January 22, 2021 - Survivor's Guilt

 


Last week we had to say goodbye to Winnie. This is not the first cat I've lost, but it's the first time I've been present for it. I said goodbye to Daisy, the cat I grew up with (she was 18 years old), but I was at college when it happened; I got a phone call from my mother after the fact. I said goodbye to Norm, the cat we fostered my senior year at college, but we returned him to the shelter, and I hold onto hope that he found his forever home and had a long and healthy life. I said goodbye to Squiggy (he was 14 years old), but I had re-homed him with a friend from work; I got to see him before he left, but I wasn't there when it happened. Being present to say goodbye to Winnie was, unsurprisingly, devastating. 

I have no doubt we made the right decision for her. While she had overcome numerous health problems throughout her nineteen years, we could not in good conscience watch her suffer as her health visibly deteriorated. She was having litter box issues. She began falling off the bed and not landing on her feet. She had increasing difficulty walking. I say all this not to convince anyone, myself included, that what we did was for the best. I say this because even though I know it was for the best, it still sucks

When we took her to the vet to say our goodbyes, it was one of the most emotionally trying times of my life. Being in that room with her as it happened is something I could not be prepared for. The vet told us what would happen every step of the way, that she would be gone before the syringe was fully pressed. And it was true. She was gone. After it was done, there was a body on the table, but it was no longer Winnie. It looked like her, but it wasn't. At least not as far as I was concerned. I still can't process how she was there one moment and was gone the next. 

Knowing we did right by her - and this sounds selfish; this is selfish - doesn't lessen the hurt that has continued. Every night, I used to say, "I'm going to feed the kids." Now I say, "I'm going to feed Logan." It hurts. Every night when I clean the litter boxes, I clean half as many. It hurts. When we come home, I say, "Logan, we're home!" instead of "Kids, we're home!" It hurts. When Logan jumps on the bed at night, I instinctively move to keep him away from another cat who's not there. It hurts. When I look at Logan, I am now forced to consider how much time we have left with him. It hurts. When I walk by the bedroom and glance in, God forbid there's a black tee shirt on the bed, because I come this close to saying, "Hey, pretty girl!" And it hurts. 

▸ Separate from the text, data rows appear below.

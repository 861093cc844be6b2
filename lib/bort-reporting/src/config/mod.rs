/*
 * SPDX-License-Identifier: Apache-2.0
 * Copyright 2023-2025 ByteDance and/or its affiliates.
 */

use std::num::NonZeroUsize;
use std::time::Duration;

use crate::sink::PersistentEndpoints;

#[cfg(feature = "yaml")]
mod yaml;

pub const DEFAULT_REMOTE_SERVICE: &str = "memfault_structured";

const DEFAULT_THREAD_NAME: &str = "bort-reporting";
const DEFAULT_CHANNEL_CAPACITY: NonZeroUsize = NonZeroUsize::new(1024).unwrap();
const DEFAULT_ERROR_REPORT_INTERVAL: Duration = Duration::from_secs(64);

#[derive(Clone, Debug, PartialEq, Eq)]
pub struct BackgroundDispatchConfig {
    pub thread_name: String,
    pub channel_capacity: NonZeroUsize,
}

impl Default for BackgroundDispatchConfig {
    fn default() -> Self {
        BackgroundDispatchConfig {
            thread_name: DEFAULT_THREAD_NAME.to_string(),
            channel_capacity: DEFAULT_CHANNEL_CAPACITY,
        }
    }
}

/// Where delivery work runs.
#[derive(Clone, Debug, PartialEq, Eq)]
pub enum DispatchMode {
    /// On the calling thread.
    Immediate,
    /// On one dedicated thread, in submission order.
    Background(BackgroundDispatchConfig),
}

impl Default for DispatchMode {
    fn default() -> Self {
        DispatchMode::Background(BackgroundDispatchConfig::default())
    }
}

#[derive(Clone, Debug, PartialEq, Eq)]
pub struct ReportingClientConfig {
    pub dispatch: DispatchMode,
    pub persistent: PersistentEndpoints,
    pub remote_service: String,
    pub error_report_interval: Duration,
}

impl Default for ReportingClientConfig {
    fn default() -> Self {
        ReportingClientConfig {
            dispatch: DispatchMode::default(),
            persistent: PersistentEndpoints::default(),
            remote_service: DEFAULT_REMOTE_SERVICE.to_string(),
            error_report_interval: DEFAULT_ERROR_REPORT_INTERVAL,
        }
    }
}

impl ReportingClientConfig {
    /// Deliver on the calling thread, for callers that already run on a
    /// worker of their own.
    pub fn immediate() -> Self {
        ReportingClientConfig {
            dispatch: DispatchMode::Immediate,
            ..Default::default()
        }
    }

    pub fn set_thread_name(&mut self, name: String) {
        match &mut self.dispatch {
            DispatchMode::Background(config) => config.thread_name = name,
            DispatchMode::Immediate => {
                self.dispatch = DispatchMode::Background(BackgroundDispatchConfig {
                    thread_name: name,
                    ..Default::default()
                });
            }
        }
    }

    pub fn set_channel_capacity(&mut self, capacity: NonZeroUsize) {
        match &mut self.dispatch {
            DispatchMode::Background(config) => config.channel_capacity = capacity,
            DispatchMode::Immediate => {
                self.dispatch = DispatchMode::Background(BackgroundDispatchConfig {
                    channel_capacity: capacity,
                    ..Default::default()
                });
            }
        }
    }
}
/*
 * SPDX-License-Identifier: Apache-2.0
 * Copyright 2023-2025 ByteDance and/or its affiliates.
 */

use std::sync::Arc;

use anyhow::{Context, anyhow};
use serde_json::{Map, Value};
use thiserror::Error;

use bort_types::metrics::{
    AggregationType, DataType, MetricType, MetricValue, NumericAgg, StateAgg,
};

use super::{MetricDefinition, MetricRecord, field};

#[derive(Debug, Error)]
pub enum SchemaComplianceError {
    #[error("invalid json document: {0}")]
    InvalidJson(#[from] serde_json::Error),
    #[error("invalid record envelope: {0:#}")]
    InvalidEnvelope(anyhow::Error),
    #[error("record is not compliant with schema v{version}: {reason:#}")]
    NotCompliant { version: u32, reason: anyhow::Error },
}

impl SchemaComplianceError {
    /// The schema version the record claimed, if it got that far.
    pub fn version(&self) -> Option<u32> {
        match self {
            SchemaComplianceError::NotCompliant { version, .. } => Some(*version),
            _ => None,
        }
    }
}

/// Parse the json object and its integer `version` field.
pub(super) fn read_envelope(
    json: &str,
) -> Result<(Map<String, Value>, u32), SchemaComplianceError> {
    let doc: Value = serde_json::from_str(json)?;
    let Value::Object(map) = doc else {
        return Err(SchemaComplianceError::InvalidEnvelope(anyhow!(
            "json document should be an object"
        )));
    };
    let version = bort_json::map_get_required(&map, field::VERSION)
        .and_then(bort_json::value::as_u32)
        .context(format!("invalid value for key {}", field::VERSION))
        .map_err(SchemaComplianceError::InvalidEnvelope)?;
    Ok((map, version))
}

impl MetricRecord {
    /// Decode a record written under any schema version this library knows.
    pub fn decode(json: &str) -> Result<Self, SchemaComplianceError> {
        let (map, version) = read_envelope(json)?;
        let r = match version {
            0 | 1 => decode_v1(&map, version),
            _ => decode_v2(&map, version),
        };
        r.map_err(|reason| SchemaComplianceError::NotCompliant { version, reason })
    }
}

fn decode_event_name(map: &Map<String, Value>) -> anyhow::Result<String> {
    let name = bort_json::get_required_str(map, field::EVENT_NAME)?;
    if name.trim().is_empty() {
        return Err(anyhow!("blank value for key {}", field::EVENT_NAME));
    }
    Ok(name.to_string())
}

fn decode_aggregations(map: &Map<String, Value>) -> anyhow::Result<Vec<AggregationType>> {
    let v = bort_json::map_get_required(map, field::AGGREGATIONS)?;
    bort_json::value::as_aggregation_list(v)
        .context(format!("invalid value for key {}", field::AGGREGATIONS))
}

// LATEST_VALUE is shared by both families. Lookup picks the state one, which
// is wrong for numeric metrics.
fn resolve_latest_value(
    mut aggregations: Vec<AggregationType>,
    data_type: DataType,
) -> Vec<AggregationType> {
    if data_type == DataType::Double {
        for agg in aggregations.iter_mut() {
            if *agg == AggregationType::State(StateAgg::LatestValue) {
                *agg = AggregationType::Numeric(NumericAgg::LatestValue);
            }
        }
    }
    aggregations
}

fn decode_v1(map: &Map<String, Value>, version: u32) -> anyhow::Result<MetricRecord> {
    let timestamp_ms = bort_json::get_required_i64(map, field::TIMESTAMP_MS)?;
    let report_type = bort_json::get_required_str(map, field::REPORT_TYPE)?;
    let event_name = decode_event_name(map)?;
    let internal = bort_json::get_optional_bool(map, field::INTERNAL)?.unwrap_or(false);
    let aggregations = decode_aggregations(map)?;

    let value = match bort_json::map_get_required(map, field::VALUE)? {
        Value::Bool(b) => MetricValue::Boolean(*b),
        Value::Number(n) => n
            .as_f64()
            .map(MetricValue::Double)
            .ok_or_else(|| anyhow!("out of range number for key {}", field::VALUE))?,
        Value::String(s) => MetricValue::String(s.to_string()),
        _ => {
            return Err(anyhow!(
                "value for key {} should be a boolean, number or string",
                field::VALUE
            ));
        }
    };
    let metric_type = MetricType::infer_from_aggregations(&aggregations);

    let definition = MetricDefinition {
        event_name,
        report_type: report_type.to_string(),
        report_name: None,
        aggregations,
        internal,
        metric_type,
        data_type: value.data_type(),
        carry_over_value: false,
    };
    let record = MetricRecord::with_version(Arc::new(definition), value, timestamp_ms, version)?;
    Ok(record)
}

fn decode_typed_value(data_type: DataType, v: &Value) -> anyhow::Result<MetricValue> {
    match (data_type, v) {
        (DataType::String, Value::String(s)) => Ok(MetricValue::String(s.to_string())),
        (DataType::Double, Value::Number(n)) => n
            .as_f64()
            .map(MetricValue::Double)
            .ok_or_else(|| anyhow!("out of range number for key {}", field::VALUE)),
        (DataType::Boolean, Value::Bool(b)) => Ok(MetricValue::Boolean(*b)),
        (DataType::Boolean, Value::String(s)) => match s.as_str() {
            "1" => Ok(MetricValue::Boolean(true)),
            "0" => Ok(MetricValue::Boolean(false)),
            _ => Err(anyhow!("invalid boolean string {s} for key {}", field::VALUE)),
        },
        _ => Err(anyhow!(
            "value {v} for key {} does not match data type {data_type}",
            field::VALUE
        )),
    }
}

fn decode_v2(map: &Map<String, Value>, version: u32) -> anyhow::Result<MetricRecord> {
    let timestamp_ms = bort_json::get_required_i64(map, field::TIMESTAMP_MS)?;
    let report_type = bort_json::get_required_str(map, field::REPORT_TYPE)?;
    let report_name = bort_json::get_optional_str(map, field::REPORT_NAME)?;
    let event_name = decode_event_name(map)?;
    let internal = bort_json::get_optional_bool(map, field::INTERNAL)?.unwrap_or(false);
    let aggregations = decode_aggregations(map)?;

    let v = bort_json::map_get_required(map, field::DATA_TYPE)?;
    let data_type = bort_json::value::as_data_type(v)?;
    let aggregations = resolve_latest_value(aggregations, data_type);
    let v = bort_json::map_get_required(map, field::METRIC_TYPE)?;
    let metric_type = bort_json::value::as_metric_type(v)?;
    let carry_over_value = bort_json::get_required_bool(map, field::CARRY_OVER)?;

    let v = bort_json::map_get_required(map, field::VALUE)?;
    let value = decode_typed_value(data_type, v)?;

    let definition = MetricDefinition {
        event_name,
        report_type: report_type.to_string(),
        report_name: report_name.map(str::to_string),
        aggregations,
        internal,
        metric_type,
        data_type,
        carry_over_value,
    };
    let record = MetricRecord::with_version(Arc::new(definition), value, timestamp_ms, version)?;
    Ok(record)
}
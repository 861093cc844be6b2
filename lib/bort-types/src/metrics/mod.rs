/*
 * SPDX-License-Identifier: Apache-2.0
 * Copyright 2023-2025 ByteDance and/or its affiliates.
 */

use thiserror::Error;

mod aggregation;
pub use aggregation::{AggregationType, NumericAgg, StateAgg};

mod data_type;
pub use data_type::{DataType, DataTypeMismatch};

mod metric_type;
pub use metric_type::MetricType;

mod report;
pub use report::{
    HEARTBEAT_REPORT, RESERVED_REPORT_NAMES, SESSION_NAME_MAX_LEN, SESSION_NAME_PATTERN,
    SESSION_REPORT, SessionNameError, check_session_name, is_session_report,
    validate_session_name,
};

mod value;
pub use value::MetricValue;

#[derive(Debug, Error, PartialEq, Eq)]
pub enum ParseError {
    #[error("unknown aggregation type: {0}")]
    UnknownAggregation(String),
    #[error("unknown data type: {0}")]
    UnknownDataType(String),
    #[error("unknown metric type: {0}")]
    UnknownMetricType(String),
}
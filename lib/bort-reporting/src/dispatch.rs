/*
 * SPDX-License-Identifier: Apache-2.0
 * Copyright 2023-2025 ByteDance and/or its affiliates.
 */

use std::sync::Mutex;
use std::sync::atomic::{AtomicBool, Ordering};
use std::thread::JoinHandle;

use anyhow::anyhow;
use log::{debug, warn};

use crate::config::{BackgroundDispatchConfig, DispatchMode};

type Job = Box<dyn FnOnce() + Send>;

/// The result of some work handed to the dispatcher.
///
/// It may be ignored. If the work never runs, `wait` returns the fallback
/// value chosen when it was submitted.
pub struct Pending<T>(PendingInner<T>);

enum PendingInner<T> {
    Ready(T),
    Waiting {
        receiver: kanal::Receiver<T>,
        fallback: T,
    },
}

impl<T> Pending<T> {
    pub(crate) fn ready(v: T) -> Self {
        Pending(PendingInner::Ready(v))
    }

    pub fn is_ready(&self) -> bool {
        matches!(self.0, PendingInner::Ready(_))
    }

    /// Block until the work is done.
    pub fn wait(self) -> T {
        match self.0 {
            PendingInner::Ready(v) => v,
            PendingInner::Waiting { receiver, fallback } => receiver.recv().unwrap_or(fallback),
        }
    }
}

pub(crate) enum Dispatcher {
    Immediate(AtomicBool),
    Background(BackgroundWorker),
}

impl Dispatcher {
    pub(crate) fn new(mode: &DispatchMode) -> anyhow::Result<Self> {
        match mode {
            DispatchMode::Immediate => Ok(Dispatcher::Immediate(AtomicBool::new(false))),
            DispatchMode::Background(config) => {
                BackgroundWorker::spawn(config).map(Dispatcher::Background)
            }
        }
    }

    pub(crate) fn submit<T, F>(&self, fallback: T, task: F) -> Pending<T>
    where
        T: Send + 'static,
        F: FnOnce() -> T + Send + 'static,
    {
        match self {
            Dispatcher::Immediate(shutdown) => {
                if shutdown.load(Ordering::Acquire) {
                    Pending::ready(fallback)
                } else {
                    Pending::ready(task())
                }
            }
            Dispatcher::Background(worker) => worker.submit(fallback, task),
        }
    }

    /// Stop taking new work. Work already queued is finished first.
    pub(crate) fn shutdown(&self) {
        match self {
            Dispatcher::Immediate(shutdown) => shutdown.store(true, Ordering::Release),
            Dispatcher::Background(worker) => worker.shutdown(),
        }
    }
}

pub(crate) struct BackgroundWorker {
    sender: Mutex<Option<kanal::Sender<Job>>>,
    handle: Mutex<Option<JoinHandle<()>>>,
}

impl BackgroundWorker {
    fn spawn(config: &BackgroundDispatchConfig) -> anyhow::Result<Self> {
        let (sender, receiver) = kanal::bounded::<Job>(config.channel_capacity.get());

        let handle = std::thread::Builder::new()
            .name(config.thread_name.clone())
            .spawn(move || {
                while let Ok(job) = receiver.recv() {
                    job();
                }
                debug!("dispatch queue closed");
            })
            .map_err(|e| anyhow!("failed to spawn thread {}: {e}", config.thread_name))?;

        Ok(BackgroundWorker {
            sender: Mutex::new(Some(sender)),
            handle: Mutex::new(Some(handle)),
        })
    }

    fn submit<T, F>(&self, fallback: T, task: F) -> Pending<T>
    where
        T: Send + 'static,
        F: FnOnce() -> T + Send + 'static,
    {
        let sender = self.sender.lock().unwrap();
        let Some(sender) = sender.as_ref() else {
            return Pending::ready(fallback);
        };

        let (result_sender, result_receiver) = kanal::bounded::<T>(1);
        let job: Job = Box::new(move || {
            let _ = result_sender.send(task());
        });
        match sender.try_send(job) {
            Ok(true) => Pending(PendingInner::Waiting {
                receiver: result_receiver,
                fallback,
            }),
            Ok(false) => {
                warn!("dispatch queue is full, task dropped");
                Pending::ready(fallback)
            }
            Err(e) => {
                warn!("dispatch queue is closed, task dropped: {e}");
                Pending::ready(fallback)
            }
        }
    }

    fn shutdown(&self) {
        // dropping the sender lets the worker drain the queue and exit
        drop(self.sender.lock().unwrap().take());

        let Some(handle) = self.handle.lock().unwrap().take() else {
            return;
        };
        if handle.thread().id() == std::thread::current().id() {
            return;
        }
        if handle.join().is_err() {
            warn!("dispatch thread panicked");
        }
    }
}

#[cfg(test)]
mod tests {
    use super::*;
    use std::num::NonZeroUsize;
    use std::sync::Arc;
    use std::sync::atomic::AtomicUsize;

    fn background_with_capacity(capacity: usize) -> Dispatcher {
        let config = BackgroundDispatchConfig {
            thread_name: "bort-test".to_string(),
            channel_capacity: NonZeroUsize::new(capacity).unwrap(),
        };
        Dispatcher::new(&DispatchMode::Background(config)).unwrap()
    }

    fn background() -> Dispatcher {
        background_with_capacity(16)
    }

    #[test]
    fn immediate() {
        let dispatcher = Dispatcher::new(&DispatchMode::Immediate).unwrap();
        let pending = dispatcher.submit(0, || 42);
        assert!(pending.is_ready());
        assert_eq!(pending.wait(), 42);

        dispatcher.shutdown();
        let ran = Arc::new(AtomicBool::new(false));
        let ran2 = ran.clone();
        let pending = dispatcher.submit(0, move || {
            ran2.store(true, Ordering::Relaxed);
            42
        });
        assert_eq!(pending.wait(), 0);
        assert!(!ran.load(Ordering::Relaxed));
    }

    #[test]
    fn background_order() {
        let dispatcher = background();
        let seen = Arc::new(Mutex::new(Vec::new()));
        let mut pending = Vec::new();
        for i in 0..10 {
            let seen = seen.clone();
            pending.push(dispatcher.submit(usize::MAX, move || {
                seen.lock().unwrap().push(i);
                i
            }));
        }
        for (i, p) in pending.into_iter().enumerate() {
            assert_eq!(p.wait(), i);
        }
        assert_eq!(*seen.lock().unwrap(), (0..10).collect::<Vec<_>>());
    }

    #[test]
    fn background_thread_name() {
        let dispatcher = background();
        let name = dispatcher
            .submit(None, || std::thread::current().name().map(str::to_string))
            .wait();
        assert_eq!(name.as_deref(), Some("bort-test"));
    }

    #[test]
    fn background_queue_full() {
        let dispatcher = background_with_capacity(1);
        let (started_sender, started_receiver) = kanal::bounded::<()>(1);
        let (release_sender, release_receiver) = kanal::bounded::<()>(1);
        let running = dispatcher.submit(0, move || {
            let _ = started_sender.send(());
            let _ = release_receiver.recv();
            1
        });
        started_receiver.recv().unwrap();

        let queued = dispatcher.submit(0, || 2);
        assert!(!queued.is_ready());
        let dropped = dispatcher.submit(0, || 3);
        assert!(dropped.is_ready());
        assert_eq!(dropped.wait(), 0);

        release_sender.send(()).unwrap();
        assert_eq!(running.wait(), 1);
        assert_eq!(queued.wait(), 2);
        dispatcher.shutdown();
    }

    #[test]
    fn background_shutdown() {
        let dispatcher = background();
        let count = Arc::new(AtomicUsize::new(0));
        for _ in 0..8 {
            let count = count.clone();
            let _ = dispatcher.submit((), move || {
                count.fetch_add(1, Ordering::Relaxed);
            });
        }
        dispatcher.shutdown();
        assert_eq!(count.load(Ordering::Relaxed), 8);

        let pending = dispatcher.submit(false, || true);
        assert!(pending.is_ready());
        assert!(!pending.wait());
        dispatcher.shutdown();
    }
}
/*
 * SPDX-License-Identifier: Apache-2.0
 * Copyright 2023-2025 ByteDance and/or its affiliates.
 */

use std::str::FromStr;
use std::time::Duration;

use anyhow::anyhow;
use humanize_rs::ParseError;
use yaml_rust::Yaml;

pub fn as_duration(v: &Yaml) -> anyhow::Result<Duration> {
    match v {
        Yaml::String(value) => match humanize_rs::duration::parse(value) {
            Ok(v) => Ok(v),
            Err(ParseError::MissingUnit) => {
                if let Ok(u) = u64::from_str(value) {
                    Ok(Duration::from_secs(u))
                } else {
                    Err(anyhow!("invalid duration string"))
                }
            }
            Err(e) => Err(anyhow!("invalid humanize duration string: {e}")),
        },
        Yaml::Integer(value) => {
            if let Ok(u) = u64::try_from(*value) {
                Ok(Duration::from_secs(u))
            } else {
                Err(anyhow!("unsupported duration value"))
            }
        }
        _ => Err(anyhow!(
            "yaml value type for humanize duration should be 'string' or 'integer'"
        )),
    }
}
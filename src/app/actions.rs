//! Side effects requested by the event handler.
//!
//! [`handle_event`](crate::app::handle_event) only mutates [`AppState`](crate::app::AppState);
//! anything that leaves the process is returned as an [`Action`] for the binary
//! to carry out.

use crate::worker::WorkerMessage;

/// Commands executed by the event loop after an event is handled.
#[derive(Debug, Clone, PartialEq, Eq)]
pub enum Action {
    /// Hands a request to the fetch worker.
    PostToWorker(WorkerMessage),

    /// Leaves the interactive loop.
    Quit,
}
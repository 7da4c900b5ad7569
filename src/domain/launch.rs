//! Launch domain model and timestamp handling.
//!
//! A [`Launch`] is one record from the launches endpoint. It carries two
//! timestamps: `date_utc` is canonical and drives filtering and ordering,
//! `date_local` is the launch-site wall clock and is only ever displayed.
//! Keeping the two apart matters: a launch late on 31 December local time can
//! already belong to the next year in UTC.

use chrono::{DateTime, Datelike, FixedOffset, NaiveDate, NaiveDateTime, Utc};
use serde::Deserialize;
use std::fmt;

/// Placeholder shown when a timestamp cannot be parsed.
const DATE_TBD: &str = "TBD";

/// A single launch as delivered by the launch API.
///
/// Unknown fields in the API payload are ignored; every optional part of the
/// payload defaults so that partially populated records still deserialize.
#[derive(Debug, Clone, PartialEq, Eq, Deserialize)]
pub struct Launch {
    pub id: String,
    pub name: String,
    pub date_utc: String,
    #[serde(default)]
    pub date_local: String,
    #[serde(default)]
    pub success: Option<bool>,
    #[serde(default)]
    pub upcoming: bool,
    #[serde(default)]
    pub details: Option<String>,
    #[serde(default)]
    pub flight_number: u32,
    /// Identifier of the rocket that flew this launch.
    #[serde(default)]
    pub rocket: String,
    #[serde(default)]
    pub links: LaunchLinks,
}

/// Result of a launch as far as the API knows it.
#[derive(Debug, Clone, Copy, PartialEq, Eq, Hash)]
pub enum LaunchOutcome {
    /// Not flown yet. Takes precedence over any success flag.
    Upcoming,
    Success,
    Failed,
    /// Flown, but the API has no verdict.
    Unknown,
}

impl LaunchOutcome {
    /// Longer label used by the detail view.
    #[must_use]
    pub const fn detail_label(self) -> &'static str {
        match self {
            Self::Upcoming => "Upcoming",
            Self::Success => "Mission Success",
            Self::Failed => "Mission Failed",
            Self::Unknown => "Status Unknown",
        }
    }
}

impl fmt::Display for LaunchOutcome {
    fn fmt(&self, f: &mut fmt::Formatter<'_>) -> fmt::Result {
        let label = match self {
            Self::Upcoming => "Upcoming",
            Self::Success => "Success",
            Self::Failed => "Failed",
            Self::Unknown => "Unknown",
        };
        f.write_str(label)
    }
}

/// External links attached to a launch. All of them are optional.
#[derive(Debug, Clone, Default, PartialEq, Eq, Deserialize)]
pub struct LaunchLinks {
    #[serde(default)]
    pub patch: PatchLinks,
    #[serde(default)]
    pub reddit: RedditLinks,
    #[serde(default)]
    pub flickr: FlickrLinks,
    #[serde(default)]
    pub presskit: Option<String>,
    #[serde(default)]
    pub webcast: Option<String>,
    #[serde(default)]
    pub youtube_id: Option<String>,
    #[serde(default)]
    pub article: Option<String>,
    #[serde(default)]
    pub wikipedia: Option<String>,
}

/// Mission patch images.
#[derive(Debug, Clone, Default, PartialEq, Eq, Deserialize)]
pub struct PatchLinks {
    #[serde(default)]
    pub small: Option<String>,
    #[serde(default)]
    pub large: Option<String>,
}

/// Reddit threads for the launch.
#[derive(Debug, Clone, Default, PartialEq, Eq, Deserialize)]
pub struct RedditLinks {
    #[serde(default)]
    pub campaign: Option<String>,
    #[serde(default)]
    pub launch: Option<String>,
    #[serde(default)]
    pub media: Option<String>,
    #[serde(default)]
    pub recovery: Option<String>,
}

/// Flickr photo URLs.
#[derive(Debug, Clone, Default, PartialEq, Eq, Deserialize)]
pub struct FlickrLinks {
    #[serde(default)]
    pub small: Vec<String>,
    #[serde(default)]
    pub original: Vec<String>,
}

impl LaunchLinks {
    /// Returns the labelled links the detail view offers, skipping absent ones.
    ///
    /// # Examples
    ///
    /// ```
    /// use spacex_explorer::domain::LaunchLinks;
    ///
    /// let links = LaunchLinks {
    ///     wikipedia: Some("https://en.wikipedia.org/wiki/DemoSat".to_string()),
    ///     ..Default::default()
    /// };
    /// assert_eq!(links.external(), vec![("Wikipedia", "https://en.wikipedia.org/wiki/DemoSat")]);
    /// ```
    #[must_use]
    pub fn external(&self) -> Vec<(&'static str, &str)> {
        [
            ("Watch Webcast", self.webcast.as_deref()),
            ("Wikipedia", self.wikipedia.as_deref()),
            ("Article", self.article.as_deref()),
            ("Press Kit", self.presskit.as_deref()),
        ]
        .into_iter()
        .filter_map(|(label, url)| url.map(|u| (label, u)))
        .collect()
    }
}

impl Launch {
    /// Creates a launch with the given identity and canonical date.
    ///
    /// The local date mirrors the canonical one and every optional field is
    /// empty. Mostly useful for fixtures; real launches come from the API.
    ///
    /// # Examples
    ///
    /// ```
    /// use spacex_explorer::domain::{Launch, LaunchOutcome};
    ///
    /// let launch = Launch::new("5eb87cd9", "FalconSat", "2006-03-24T22:30:00.000Z");
    /// assert_eq!(launch.outcome(), LaunchOutcome::Unknown);
    /// assert_eq!(launch.year().as_deref(), Some("2006"));
    /// ```
    #[must_use]
    pub fn new(id: impl Into<String>, name: impl Into<String>, date_utc: impl Into<String>) -> Self {
        let date_utc = date_utc.into();
        Self {
            id: id.into(),
            name: name.into(),
            date_local: date_utc.clone(),
            date_utc,
            success: None,
            upcoming: false,
            details: None,
            flight_number: 0,
            rocket: String::new(),
            links: LaunchLinks::default(),
        }
    }

    /// Classifies the launch. `upcoming` wins over whatever `success` says.
    #[must_use]
    pub const fn outcome(&self) -> LaunchOutcome {
        if self.upcoming {
            return LaunchOutcome::Upcoming;
        }
        match self.success {
            Some(true) => LaunchOutcome::Success,
            Some(false) => LaunchOutcome::Failed,
            None => LaunchOutcome::Unknown,
        }
    }

    /// Parses the canonical timestamp, or `None` if it is not a date.
    #[must_use]
    pub fn utc_timestamp(&self) -> Option<DateTime<Utc>> {
        parse_utc(&self.date_utc)
    }

    /// Four-digit year of the canonical timestamp.
    #[must_use]
    pub fn year(&self) -> Option<String> {
        self.utc_timestamp().map(|dt| format!("{:04}", dt.year()))
    }

    /// Parses the local timestamp, keeping the launch site's offset.
    ///
    /// Timestamps without an offset are read as naive wall-clock time and given
    /// a zero offset so they display unchanged.
    #[must_use]
    pub fn local_time(&self) -> Option<DateTime<FixedOffset>> {
        let raw = self.date_local.trim();
        DateTime::parse_from_rfc3339(raw).ok().or_else(|| {
            parse_naive(raw).map(|naive| naive.and_utc().fixed_offset())
        })
    }

    /// Short local date for list rows, e.g. `24/03/2006, 22:30:00`.
    #[must_use]
    pub fn display_date(&self) -> String {
        self.local_time().map_or_else(
            || DATE_TBD.to_string(),
            |dt| dt.format("%d/%m/%Y, %H:%M:%S").to_string(),
        )
    }

    /// Long local date for the detail view, e.g. `Friday, March 24, 2006 at 22:30:00`.
    #[must_use]
    pub fn display_date_long(&self) -> String {
        self.local_time().map_or_else(
            || format!("Date {DATE_TBD}"),
            |dt| dt.format("%A, %B %-d, %Y at %H:%M:%S").to_string(),
        )
    }
}

/// Parses a canonical timestamp into UTC.
///
/// Accepts RFC 3339 (what the API sends), a naive `YYYY-MM-DDTHH:MM:SS[.fff]`
/// taken as UTC, and a bare `YYYY-MM-DD` taken as midnight UTC.
///
/// # Examples
///
/// ```
/// use spacex_explorer::domain::launch::parse_utc;
///
/// assert!(parse_utc("2022-01-01").is_some());
/// assert!(parse_utc("2020-05-30T19:22:00.000Z").is_some());
/// assert!(parse_utc("soon").is_none());
/// ```
#[must_use]
pub fn parse_utc(raw: &str) -> Option<DateTime<Utc>> {
    let raw = raw.trim();
    if let Ok(dt) = DateTime::parse_from_rfc3339(raw) {
        return Some(dt.with_timezone(&Utc));
    }
    parse_naive(raw).map(|naive| naive.and_utc())
}

fn parse_naive(raw: &str) -> Option<NaiveDateTime> {
    NaiveDateTime::parse_from_str(raw, "%Y-%m-%dT%H:%M:%S%.f")
        .ok()
        .or_else(|| {
            NaiveDate::parse_from_str(raw, "%Y-%m-%d")
                .ok()
                .and_then(|date| date.and_hms_opt(0, 0, 0))
        })
}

What hurts most at the moment, though, is the fact that the hurt will abate over time. Knowing this makes me feel conflicted. I know that grief passes over time, but I feel that the lessening of grief equals a lessening of the love I feel for her still. I feel that as time goes on, I will remember her less as that time inserts itself between us. I can't (and don't want to) forget her, but remembering is still painful. I know that someday the memories will no longer be intertwined with the pain. I know others have gone through this, and they will rightly say something along the lines of time heals all wounds. And I know that they're one hundred percent correct. But it doesn't help me now

So for the time being I will dwell in this self-pity and push myself to remember while fighting through the pain. I will remember with fondness the following times:
*visiting her and Jessy in Waltham and leaning over her to say hello. And she bit my nose
*when we wouldn't know where she was (in the closet, under the bed, in the other room...), all we had to do was whistle, and she'd come running - or stealing her from Jessy's lap by whistling and bringing her to my lap
*watching her curl up with her mother every night
*hearing her growl at her brother who also wanted to curl up with their mother every night
*knowing she had a chance to meet her human brother
*coming back from the vet, and giving her a treat for being so good and giving her brother a treat, too, because we can't give one cat a treat and not the other. And seeing her turn and smack him across the face so hard that he spat out the treat, and watching her walk over and eat it
*being bewildered by her lack of object permanence, as she would growl at Logan until I covered her eyes; I'd uncover them, and she'd resume growling until I covered them again
*hearing her meow hello from the bedroom window as we came up the walk to the front door
*after years of Logan trying to eat her food, her turning the tables and eating his, to the point of literally pushing him aside to do it
*giving her chin scratches, feeling her lean into them
*having her remind us who was in charge as she insisted I hold her dish while she ate
*having her lie on my lap, purring contentedly, as I read or graded or watched television

Normally my blog entries are intended to spark a conversation by putting forth an argument or trying to raise awareness about an issue. This one is simply a means of trying to unburden myself of something I can't define. That said, I will endure the pain in order to have my memories. And someday I will do it with only a smile instead of a smile and tears.